According to Bloomberg, about $ 2 billion in payments from India to Russia is stuck over the last year, and Russia has decided to stop supplying credit for about $10 billion worth of spare parts as well as two S-400 missile-defence system batteries that are yet to be delivered.
Russia is India’s largest supplier of defence equipment. Despite the appeals from the West to stop trading with Russia, in the wake of the Ukraine war, India has continued to import equipment from Russia over the last year. To escape sanctions, both countries have tried to bypass the dollar payment system from last year, however, the process has not been that smooth. The resulting disruptions have not only affected new purchases but also have had an impact on the maintenance of Russian-made military equipment currently under use by Indian forces.
While India has not been able to settle its payments in US dollars, Russia is unwilling to accept payments in rupees due to fluctuating exchange rates. The inability on the part of India to make payments in US dollars is due to fears of being slapped with secondary sanctions by the US, according to officials in the know of things.
Secondary sanctions are intended to discourage non-US persons or organisations from engaging in specific transactions. They are designed to prevent third parties (in this case India) from trading with countries subject to sanctions (in this case Russia).
Although India did contemplate paying in Russian rubles, it is concerned about not getting a fair rate in the open market, officials told Bloomberg.
Russia is also said to have turned down India’s offer that the former use rupee proceeds from weapon sales to invest in Indian debt and capital markets to avoid stockpiling.
The Indian side has also considered paying in euros and dirhams – which India generally uses for imports of discounted Russian crude oil – to pay for the weaponry. However, officials said, using the same for defence equipment would invite more scrutiny from the US than when the said currencies are used for buying oil. Besides, India could also be at a loss due to unfavourable exchange rates, the officials said.
Indian authorities have also tried to propose the idea that Russia balance the payments from India by adjusting them with the purchase of Indian goods. However, the idea had to be dropped given that Russia has a trade surplus of $37 billion (according to last year’s figures) with India.
The Indian forces use more than 250 Su-30 MKi Russian-made fighter jets, seven Kilo-class submarines and more than 1,200 Russian-made T-90 tanks – all of which are expected to be in use for another decade and would be in need of spare parts and maintenance from Russian defence firms.
The knotty issue has and will continue to affect Indian Air Force the most given that it has, in its possession, a large number of Russian fighter jets and helicopters. This, officials say, could have an adverse effect on the preparedness and operational abilities of the Indian forces.

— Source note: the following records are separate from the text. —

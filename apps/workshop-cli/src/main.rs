use anyhow::Context;
use clap::{Parser, Subcommand};
use glam::DVec2;
use std::path::PathBuf;
use std::time::Duration;
use tracing_subscriber::EnvFilter;
use workshop_camera::Camera;
use workshop_common::WorkshopConfig;
use workshop_pacer::{Clock, FramePacer, ManualClock, SystemClock};
use workshop_render::{DebugTextRenderer, Renderer};
use workshop_sim::SimWorld;

#[derive(Parser)]
#[command(name = "workshop-cli", about = "Headless tools for the workshop harness")]
struct Cli {
    /// Enable verbose logging
    #[arg(short, long)]
    verbose: bool,

    /// YAML config file
    #[arg(short, long, global = true)]
    config: Option<PathBuf>,

    #[command(subcommand)]
    command: Commands,
}

#[derive(Subcommand)]
enum Commands {
    /// Print version and the effective configuration
    Info,
    /// Run the simulation under the frame pacer without a window
    Run {
        /// Number of frames to run
        #[arg(short, long, default_value = "120")]
        frames: u64,
        /// Target frame rate (overrides the config file)
        #[arg(long)]
        fps: Option<f64>,
        /// Simulated work per frame, in milliseconds
        #[arg(long, default_value = "0")]
        work_ms: f64,
        /// Use a virtual clock instead of sleeping for real
        #[arg(long)]
        virtual_clock: bool,
        /// Virtual clock: how late every sleep wakes up, in microseconds
        #[arg(long, default_value = "0", requires = "virtual_clock")]
        overshoot_us: u64,
        /// Print the world after the last frame
        #[arg(long)]
        dump: bool,
    },
    /// Map a point between screen pixels and world units
    Convert {
        /// Screen point (pixels, origin top-left) to map into the world
        #[arg(long, num_args = 2, value_names = ["X", "Y"], allow_negative_numbers = true, conflicts_with = "world", required_unless_present = "world")]
        screen: Option<Vec<f64>>,
        /// World point to map onto the screen
        #[arg(long, num_args = 2, value_names = ["X", "Y"], allow_negative_numbers = true)]
        world: Option<Vec<f64>>,
        /// Viewport width (defaults to the configured window)
        #[arg(long)]
        width: Option<u32>,
        /// Viewport height (defaults to the configured window)
        #[arg(long)]
        height: Option<u32>,
        /// View center (defaults to the configured home framing)
        #[arg(long, num_args = 2, value_names = ["X", "Y"], allow_negative_numbers = true)]
        center: Option<Vec<f64>>,
        /// Zoom factor (defaults to the configured home zoom)
        #[arg(long)]
        zoom: Option<f64>,
    },
}

/// Frame-pacing summary of a headless run.
#[derive(Debug)]
struct RunSummary {
    frames: u64,
    elapsed: Duration,
    avg_frame: Duration,
    max_frame: Duration,
    fps: f64,
    sleep_adjust: f64,
    overruns: u64,
}

/// Step `world` once per frame and pace every frame with `pacer`.
///
/// `work` runs at the start of each frame to stand in for render time.
fn run_paced<C: Clock>(
    pacer: &mut FramePacer<C>,
    world: &mut SimWorld,
    frames: u64,
    mut work: impl FnMut(&mut C),
) -> RunSummary {
    let start = pacer.clock().now();
    let mut overruns = 0;
    pacer.restart();
    for _ in 0..frames {
        work(pacer.clock_mut());
        world.step();
        let report = pacer.pace();
        if report.sleep_time.is_zero() {
            overruns += 1;
        }
    }
    let stats = pacer.stats();
    RunSummary {
        frames,
        elapsed: pacer.clock().now().saturating_sub(start),
        avg_frame: stats.average(),
        max_frame: stats.max(),
        fps: stats.fps(),
        sleep_adjust: pacer.sleep_adjust(),
        overruns,
    }
}

fn print_summary(summary: &RunSummary, target: Duration) {
    let ms = |d: Duration| d.as_secs_f64() * 1e3;
    println!(
        "Ran {} frames in {:.1} ms (target {:.3} ms/frame)",
        summary.frames,
        ms(summary.elapsed),
        ms(target)
    );
    println!(
        "Frame: avg {:.3} ms, max {:.3} ms, {:.1} fps",
        ms(summary.avg_frame),
        ms(summary.max_frame),
        summary.fps
    );
    println!(
        "Sleep adjust: {:+.3} ms, overruns: {}",
        summary.sleep_adjust * 1e3,
        summary.overruns
    );
}

fn point(values: &[f64]) -> anyhow::Result<DVec2> {
    match values {
        [x, y] => Ok(DVec2::new(*x, *y)),
        _ => anyhow::bail!("expected two coordinates, got {}", values.len()),
    }
}

fn main() -> anyhow::Result<()> {
    let cli = Cli::parse();

    let filter = if cli.verbose { "debug" } else { "info" };
    tracing_subscriber::fmt()
        .with_env_filter(EnvFilter::new(filter))
        .init();

    let mut config =
        WorkshopConfig::load_or_default(cli.config.as_deref()).context("loading config")?;

    match cli.command {
        Commands::Info => {
            config.validate()?;
            println!("workshop-cli v{}", env!("CARGO_PKG_VERSION"));
            print!("{}", config.to_yaml()?);
        }
        Commands::Run {
            frames,
            fps,
            work_ms,
            virtual_clock,
            overshoot_us,
            dump,
        } => {
            if let Some(fps) = fps {
                config.pacer.target_fps = fps;
            }
            config.validate()?;
            anyhow::ensure!(
                work_ms >= 0.0 && work_ms.is_finite(),
                "--work-ms must be a non-negative number"
            );
            let work = Duration::from_secs_f64(work_ms / 1e3);
            let target = config.pacer.target_period();
            let mut world = SimWorld::from_config(&config.sim, target);

            tracing::info!(
                frames,
                fps = config.pacer.target_fps,
                virtual_clock,
                "headless run"
            );

            let summary = if virtual_clock {
                let clock = ManualClock::with_overshoot(Duration::from_micros(overshoot_us));
                let mut pacer = FramePacer::with_clock(&config.pacer, clock);
                run_paced(&mut pacer, &mut world, frames, |clock| clock.advance(work))
            } else {
                let mut pacer = FramePacer::with_clock(&config.pacer, SystemClock::new());
                run_paced(&mut pacer, &mut world, frames, |_| {
                    if !work.is_zero() {
                        std::thread::sleep(work);
                    }
                })
            };
            print_summary(&summary, target);

            if dump {
                let camera = Camera::new(&config.camera, config.window.width, config.window.height);
                print!("{}", DebugTextRenderer::new().render(&world, &camera));
            }
        }
        Commands::Convert {
            screen,
            world,
            width,
            height,
            center,
            zoom,
        } => {
            if let Some(c) = center {
                config.camera.center = point(&c)?;
            }
            if let Some(z) = zoom {
                config.camera.zoom = z;
            }
            let camera = Camera::new(
                &config.camera,
                width.unwrap_or(config.window.width),
                height.unwrap_or(config.window.height),
            );

            let c = camera.center();
            let (w, h) = camera.size();
            println!(
                "View: center=({}, {}) zoom={} viewport={w}x{h}",
                c.x,
                c.y,
                camera.zoom()
            );
            match (screen, world) {
                (Some(s), _) => {
                    let p = point(&s)?;
                    let out = camera.screen_to_world(p)?;
                    println!("screen ({}, {}) -> world ({:.6}, {:.6})", p.x, p.y, out.x, out.y);
                }
                (None, Some(wp)) => {
                    let p = point(&wp)?;
                    let out = camera.world_to_screen(p)?;
                    println!("world ({}, {}) -> screen ({:.6}, {:.6})", p.x, p.y, out.x, out.y);
                }
                (None, None) => anyhow::bail!("one of --screen or --world is required"),
            }
        }
    }

    Ok(())
}

#[cfg(test)]
mod tests {
    use super::*;
    use workshop_common::PacerConfig;

    #[test]
    fn virtual_run_holds_target_rate() {
        let config = PacerConfig::default();
        let mut pacer = FramePacer::with_clock(&config, ManualClock::new());
        let mut world = SimWorld::new(glam::Vec2::new(0.0, -10.0), config.target_period());
        let work = Duration::from_millis(5);
        let summary = run_paced(&mut pacer, &mut world, 60, |clock| clock.advance(work));

        assert_eq!(world.tick(), 60);
        assert_eq!(summary.overruns, 0);
        let expected = config.target_period().as_secs_f64() * 60.0;
        assert!((summary.elapsed.as_secs_f64() - expected).abs() < 1e-6);
    }

    #[test]
    fn virtual_run_counts_overruns() {
        let config = PacerConfig::default();
        let mut pacer = FramePacer::with_clock(&config, ManualClock::new());
        let mut world = SimWorld::new(glam::Vec2::ZERO, config.target_period());
        let summary = run_paced(&mut pacer, &mut world, 10, |clock| {
            clock.advance(Duration::from_millis(40))
        });
        assert_eq!(summary.overruns, 10);
        assert!(summary.fps < 30.0);
    }

    #[test]
    fn point_needs_two_values() {
        assert_eq!(point(&[1.0, -2.0]).unwrap(), DVec2::new(1.0, -2.0));
        assert!(point(&[1.0]).is_err());
    }

    #[test]
    fn convert_parses_negative_world_point() {
        let cli = Cli::parse_from(["workshop-cli", "convert", "--world", "-3", "4.5"]);
        match cli.command {
            Commands::Convert { world, screen, .. } => {
                assert!(screen.is_none());
                assert_eq!(world, Some(vec![-3.0, 4.5]));
            }
            _ => panic!("expected convert"),
        }
    }

    #[test]
    fn overshoot_requires_virtual_clock() {
        assert!(Cli::try_parse_from(["workshop-cli", "run", "--overshoot-us", "100"]).is_err());
        assert!(
            Cli::try_parse_from(["workshop-cli", "run", "--virtual-clock", "--overshoot-us", "100"])
                .is_ok()
        );
    }
}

Although India has tried to wean itself off from the Russian influence for its defence procurement in the last few years, Russia still continues to be India’s largest supplier. According to Russian state news agencies, Russia had supplied India with $13 billion worth of arms in the past five years.
As of February this year, India had also placed a requisition for another $10 billion worth of arms and military equipment with Russia. India’s procurement accounts for 20% of Russia’s defence exports.
Despite Western sanctions against Russia and global appeals to India to stop trading with Russia in the wake of the Ukraine war, India has continued with its exports from Russia. Since the start of the Ukraine war in February 2022, India has maintained that dialogue and diplomacy are necessary to end the Russia-Ukraine conflict, and has made it clear that it would not snap its economic ties with Russia.